» Activity:
Give the number of lines in the data below containing the word "content", with no other text.

» Dataset entries:
-----

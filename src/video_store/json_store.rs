//! Flat JSON document store.
//!
//! The whole collection is a single JSON array on disk. Every call re-reads
//! the file, so edits made by other processes are picked up immediately.
//! Writes rewrite the file in place; there is no temp-file rename, so a crash
//! in the middle of a write can leave a truncated document behind.

use super::models::VideoRecord;
use super::trait_def::VideoStore;
use anyhow::{anyhow, Context, Result};
use std::fs;
use std::path::{Path, PathBuf};
use std::sync::{Mutex, MutexGuard};
use tracing::info;

pub struct JsonFileVideoStore {
    path: PathBuf,
    file_lock: Mutex<()>,
}

impl JsonFileVideoStore {
    /// Opens the document at `path`, creating an empty one if it does not exist.
    pub fn new<P: AsRef<Path>>(path: P) -> Result<Self> {
        let path = path.as_ref().to_path_buf();
        if !path.exists() {
            info!("Creating empty spots document at {:?}", path);
            fs::write(&path, "[]")
                .with_context(|| format!("Failed to create spots document {:?}", path))?;
        }

        let store = JsonFileVideoStore {
            path,
            file_lock: Mutex::new(()),
        };
        let count = store.read_all()?.len();
        info!("Opened spots document {:?}: {} spots", store.path, count);
        Ok(store)
    }

    fn lock(&self) -> Result<MutexGuard<'_, ()>> {
        self.file_lock
            .lock()
            .map_err(|_| anyhow!("Spots document lock poisoned"))
    }

    fn read_all(&self) -> Result<Vec<VideoRecord>> {
        let content = fs::read_to_string(&self.path)
            .with_context(|| format!("Failed to read spots document {:?}", self.path))?;
        serde_json::from_str(&content)
            .with_context(|| format!("Failed to parse spots document {:?}", self.path))
    }

    fn write_all(&self, records: &[VideoRecord]) -> Result<()> {
        let content = serde_json::to_string_pretty(records)?;
        fs::write(&self.path, content)
            .with_context(|| format!("Failed to write spots document {:?}", self.path))
    }
}

impl VideoStore for JsonFileVideoStore {
    fn list_all(&self) -> Result<Vec<VideoRecord>> {
        let _guard = self.lock()?;
        self.read_all()
    }

    fn get(&self, id: &str) -> Result<Option<VideoRecord>> {
        let _guard = self.lock()?;
        Ok(self.read_all()?.into_iter().find(|r| r.id == id))
    }

    fn put(&self, record: &VideoRecord) -> Result<()> {
        let _guard = self.lock()?;
        let mut records = self.read_all()?;
        match records.iter_mut().find(|r| r.id == record.id) {
            Some(existing) => *existing = record.clone(),
            None => records.push(record.clone()),
        }
        self.write_all(&records)
    }

    fn delete(&self, id: &str) -> Result<Option<VideoRecord>> {
        let _guard = self.lock()?;
        let mut records = self.read_all()?;
        let Some(position) = records.iter().position(|r| r.id == id) else {
            return Ok(None);
        };
        let removed = records.remove(position);
        self.write_all(&records)?;
        Ok(Some(removed))
    }

    fn count(&self) -> Result<usize> {
        let _guard = self.lock()?;
        Ok(self.read_all()?.len())
    }

    fn backend_name(&self) -> &'static str {
        "json"
    }
}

-----

» Written reply:
4